=== HOW TO COMPLETE THIS TASK ===
Among the lines below, copy exactly those from the one with "1. **Linkage** —" through the one with "pub fn verify_window(decisions: &[ChainedDecision])", counting both ends.

-- RECORDS TO PROCESS follows --

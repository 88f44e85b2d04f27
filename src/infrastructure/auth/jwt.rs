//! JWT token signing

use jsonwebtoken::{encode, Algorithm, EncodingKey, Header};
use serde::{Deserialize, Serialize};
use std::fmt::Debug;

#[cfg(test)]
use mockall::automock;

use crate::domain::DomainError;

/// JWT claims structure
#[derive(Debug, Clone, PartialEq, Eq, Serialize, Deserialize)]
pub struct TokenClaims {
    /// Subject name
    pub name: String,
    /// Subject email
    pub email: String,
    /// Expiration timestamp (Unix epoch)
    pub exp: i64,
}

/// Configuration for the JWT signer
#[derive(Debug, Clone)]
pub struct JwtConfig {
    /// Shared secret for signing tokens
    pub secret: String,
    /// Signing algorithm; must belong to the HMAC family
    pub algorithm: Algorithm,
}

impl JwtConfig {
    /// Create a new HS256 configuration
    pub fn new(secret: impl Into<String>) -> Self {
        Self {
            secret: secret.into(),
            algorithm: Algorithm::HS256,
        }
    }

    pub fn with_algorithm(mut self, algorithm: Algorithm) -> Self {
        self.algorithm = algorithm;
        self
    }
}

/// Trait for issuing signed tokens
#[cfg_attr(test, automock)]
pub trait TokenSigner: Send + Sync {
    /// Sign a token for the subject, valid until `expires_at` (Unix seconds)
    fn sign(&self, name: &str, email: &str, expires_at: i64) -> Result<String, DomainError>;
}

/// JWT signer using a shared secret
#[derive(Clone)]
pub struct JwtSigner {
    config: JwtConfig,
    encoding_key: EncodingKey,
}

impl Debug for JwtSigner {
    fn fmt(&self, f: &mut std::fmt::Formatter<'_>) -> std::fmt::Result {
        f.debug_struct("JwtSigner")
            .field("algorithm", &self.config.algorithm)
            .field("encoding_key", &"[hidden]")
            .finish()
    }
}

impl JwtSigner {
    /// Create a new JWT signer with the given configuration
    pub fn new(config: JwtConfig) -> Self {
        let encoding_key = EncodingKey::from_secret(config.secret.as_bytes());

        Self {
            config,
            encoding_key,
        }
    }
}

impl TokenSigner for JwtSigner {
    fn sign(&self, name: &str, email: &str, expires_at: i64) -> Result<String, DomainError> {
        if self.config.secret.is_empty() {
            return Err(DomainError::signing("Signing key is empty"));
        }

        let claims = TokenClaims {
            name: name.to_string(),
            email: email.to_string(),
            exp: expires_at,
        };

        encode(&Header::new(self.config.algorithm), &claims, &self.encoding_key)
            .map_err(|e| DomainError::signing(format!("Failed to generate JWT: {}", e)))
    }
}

-- RECORDS TO PROCESS concluded --
-- RECORDS TO PROCESS follows --

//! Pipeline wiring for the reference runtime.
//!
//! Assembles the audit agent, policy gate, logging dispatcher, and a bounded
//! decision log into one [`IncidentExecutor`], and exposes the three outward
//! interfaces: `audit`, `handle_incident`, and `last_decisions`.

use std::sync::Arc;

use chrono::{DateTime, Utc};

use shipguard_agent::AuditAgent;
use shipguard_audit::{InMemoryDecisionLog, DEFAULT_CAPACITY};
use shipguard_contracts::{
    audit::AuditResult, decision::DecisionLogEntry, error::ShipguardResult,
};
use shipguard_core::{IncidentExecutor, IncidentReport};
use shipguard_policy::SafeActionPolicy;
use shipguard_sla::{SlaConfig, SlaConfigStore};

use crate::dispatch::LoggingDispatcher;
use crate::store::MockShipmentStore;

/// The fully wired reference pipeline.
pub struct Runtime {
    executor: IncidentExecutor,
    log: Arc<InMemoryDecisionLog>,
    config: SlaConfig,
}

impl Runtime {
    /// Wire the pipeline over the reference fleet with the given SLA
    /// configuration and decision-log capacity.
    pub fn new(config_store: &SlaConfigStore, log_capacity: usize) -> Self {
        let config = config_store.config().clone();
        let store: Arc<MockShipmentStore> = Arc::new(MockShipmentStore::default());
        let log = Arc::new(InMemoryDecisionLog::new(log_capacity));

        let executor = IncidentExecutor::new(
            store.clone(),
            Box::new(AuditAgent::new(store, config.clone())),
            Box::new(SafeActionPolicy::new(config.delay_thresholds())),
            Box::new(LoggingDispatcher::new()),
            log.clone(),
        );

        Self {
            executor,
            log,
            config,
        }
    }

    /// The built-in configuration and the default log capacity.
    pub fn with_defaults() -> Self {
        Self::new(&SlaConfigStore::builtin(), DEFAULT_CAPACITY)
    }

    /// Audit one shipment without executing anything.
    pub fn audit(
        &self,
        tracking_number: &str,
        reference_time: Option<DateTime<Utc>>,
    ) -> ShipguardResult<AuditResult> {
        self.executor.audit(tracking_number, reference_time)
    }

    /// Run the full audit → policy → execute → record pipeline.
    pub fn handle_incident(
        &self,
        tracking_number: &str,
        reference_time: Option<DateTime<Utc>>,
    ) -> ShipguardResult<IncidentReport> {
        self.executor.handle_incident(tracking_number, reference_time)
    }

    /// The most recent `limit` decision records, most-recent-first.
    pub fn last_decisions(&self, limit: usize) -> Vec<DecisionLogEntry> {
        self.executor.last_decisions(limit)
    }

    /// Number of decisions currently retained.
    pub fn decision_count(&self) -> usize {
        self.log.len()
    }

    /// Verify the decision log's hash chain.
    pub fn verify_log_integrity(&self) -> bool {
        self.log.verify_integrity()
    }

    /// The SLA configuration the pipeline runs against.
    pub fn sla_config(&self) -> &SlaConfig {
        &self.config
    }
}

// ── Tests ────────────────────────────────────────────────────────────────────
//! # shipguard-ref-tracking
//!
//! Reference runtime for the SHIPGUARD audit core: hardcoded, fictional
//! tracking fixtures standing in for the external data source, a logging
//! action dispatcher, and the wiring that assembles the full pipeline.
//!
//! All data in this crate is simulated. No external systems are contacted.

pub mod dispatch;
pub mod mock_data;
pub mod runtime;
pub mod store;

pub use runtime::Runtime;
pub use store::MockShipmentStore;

-- RECORDS TO PROCESS concluded --
-- RECORDS TO PROCESS follows --

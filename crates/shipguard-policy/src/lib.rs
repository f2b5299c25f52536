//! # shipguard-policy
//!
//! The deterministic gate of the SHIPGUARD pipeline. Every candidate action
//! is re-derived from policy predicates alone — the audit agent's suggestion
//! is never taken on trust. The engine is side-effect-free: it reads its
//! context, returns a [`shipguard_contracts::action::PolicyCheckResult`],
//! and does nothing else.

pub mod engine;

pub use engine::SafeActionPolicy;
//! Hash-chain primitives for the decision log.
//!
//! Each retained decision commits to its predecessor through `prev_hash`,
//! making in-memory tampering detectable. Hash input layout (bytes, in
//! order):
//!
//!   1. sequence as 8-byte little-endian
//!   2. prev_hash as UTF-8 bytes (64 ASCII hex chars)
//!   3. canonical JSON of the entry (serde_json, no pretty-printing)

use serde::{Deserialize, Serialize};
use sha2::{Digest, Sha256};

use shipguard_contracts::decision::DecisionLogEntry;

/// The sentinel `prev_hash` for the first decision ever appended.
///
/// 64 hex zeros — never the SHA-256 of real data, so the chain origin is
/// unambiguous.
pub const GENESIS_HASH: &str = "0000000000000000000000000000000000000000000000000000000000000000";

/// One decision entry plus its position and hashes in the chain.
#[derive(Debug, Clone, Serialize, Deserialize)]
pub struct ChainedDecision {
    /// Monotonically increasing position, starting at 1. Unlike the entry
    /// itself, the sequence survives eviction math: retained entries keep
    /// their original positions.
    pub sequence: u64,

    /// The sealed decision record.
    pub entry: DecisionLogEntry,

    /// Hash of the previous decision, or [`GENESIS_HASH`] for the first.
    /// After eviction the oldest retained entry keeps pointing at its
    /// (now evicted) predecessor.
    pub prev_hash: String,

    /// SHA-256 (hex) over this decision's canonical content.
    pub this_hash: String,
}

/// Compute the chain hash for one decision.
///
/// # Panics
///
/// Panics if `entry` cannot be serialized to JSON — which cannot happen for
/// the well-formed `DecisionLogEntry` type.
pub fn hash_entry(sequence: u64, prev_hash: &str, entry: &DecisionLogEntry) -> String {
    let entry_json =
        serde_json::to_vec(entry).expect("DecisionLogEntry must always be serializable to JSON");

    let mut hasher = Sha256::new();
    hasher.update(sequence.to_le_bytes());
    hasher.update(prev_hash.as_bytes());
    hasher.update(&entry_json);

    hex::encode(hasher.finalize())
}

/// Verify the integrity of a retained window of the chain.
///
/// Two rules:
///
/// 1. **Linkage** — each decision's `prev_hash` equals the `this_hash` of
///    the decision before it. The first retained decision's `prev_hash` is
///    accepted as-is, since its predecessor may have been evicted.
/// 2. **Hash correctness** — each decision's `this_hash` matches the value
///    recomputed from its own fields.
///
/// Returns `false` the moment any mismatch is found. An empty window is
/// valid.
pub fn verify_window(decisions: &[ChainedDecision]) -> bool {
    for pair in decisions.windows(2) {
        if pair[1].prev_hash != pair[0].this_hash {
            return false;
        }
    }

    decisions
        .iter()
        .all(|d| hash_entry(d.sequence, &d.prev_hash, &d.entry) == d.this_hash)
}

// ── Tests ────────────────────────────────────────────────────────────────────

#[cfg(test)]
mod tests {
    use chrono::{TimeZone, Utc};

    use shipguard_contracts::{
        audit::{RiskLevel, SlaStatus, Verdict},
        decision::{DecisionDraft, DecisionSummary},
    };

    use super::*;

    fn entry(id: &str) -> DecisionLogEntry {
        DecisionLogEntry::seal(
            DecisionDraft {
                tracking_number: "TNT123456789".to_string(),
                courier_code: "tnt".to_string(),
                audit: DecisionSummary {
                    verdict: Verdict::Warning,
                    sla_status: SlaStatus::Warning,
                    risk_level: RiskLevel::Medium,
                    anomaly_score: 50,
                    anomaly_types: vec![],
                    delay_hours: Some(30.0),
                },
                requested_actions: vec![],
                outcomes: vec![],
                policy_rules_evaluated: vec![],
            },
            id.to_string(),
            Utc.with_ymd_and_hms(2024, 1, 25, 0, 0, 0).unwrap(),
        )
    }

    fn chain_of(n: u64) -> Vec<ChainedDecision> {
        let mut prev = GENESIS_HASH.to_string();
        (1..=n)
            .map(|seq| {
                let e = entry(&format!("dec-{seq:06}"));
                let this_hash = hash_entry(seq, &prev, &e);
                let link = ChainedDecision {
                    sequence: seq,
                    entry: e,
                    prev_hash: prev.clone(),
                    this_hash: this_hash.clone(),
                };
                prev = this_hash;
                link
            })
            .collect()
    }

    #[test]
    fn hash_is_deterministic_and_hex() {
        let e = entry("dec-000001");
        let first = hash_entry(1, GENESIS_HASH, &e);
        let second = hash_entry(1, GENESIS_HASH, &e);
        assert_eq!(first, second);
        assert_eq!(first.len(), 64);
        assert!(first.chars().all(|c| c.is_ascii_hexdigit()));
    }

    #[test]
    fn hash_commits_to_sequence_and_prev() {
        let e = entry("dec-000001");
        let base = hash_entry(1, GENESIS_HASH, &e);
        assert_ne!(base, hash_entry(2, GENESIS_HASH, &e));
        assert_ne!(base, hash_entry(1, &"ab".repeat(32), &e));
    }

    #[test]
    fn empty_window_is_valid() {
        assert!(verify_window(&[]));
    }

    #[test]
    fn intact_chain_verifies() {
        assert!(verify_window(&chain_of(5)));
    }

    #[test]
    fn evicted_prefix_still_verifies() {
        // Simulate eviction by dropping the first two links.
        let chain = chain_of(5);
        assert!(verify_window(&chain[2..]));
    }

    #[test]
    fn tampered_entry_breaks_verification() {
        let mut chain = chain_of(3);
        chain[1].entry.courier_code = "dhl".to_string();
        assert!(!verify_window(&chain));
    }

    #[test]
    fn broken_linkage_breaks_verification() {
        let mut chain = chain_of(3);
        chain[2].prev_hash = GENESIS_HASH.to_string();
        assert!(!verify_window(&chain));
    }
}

-- RECORDS TO PROCESS concluded --

=== SOLUTION TO THE PROBLEM ===
/// 1. **Linkage** — each decision's `prev_hash` equals the `this_hash` of
///    the decision before it. The first retained decision's `prev_hash` is
///    accepted as-is, since its predecessor may have been evicted.
/// 2. **Hash correctness** — each decision's `this_hash` matches the value
///    recomputed from its own fields.
///
/// Returns `false` the moment any mismatch is found. An empty window is
/// valid.
pub fn verify_window(decisions: &[ChainedDecision]) -> bool {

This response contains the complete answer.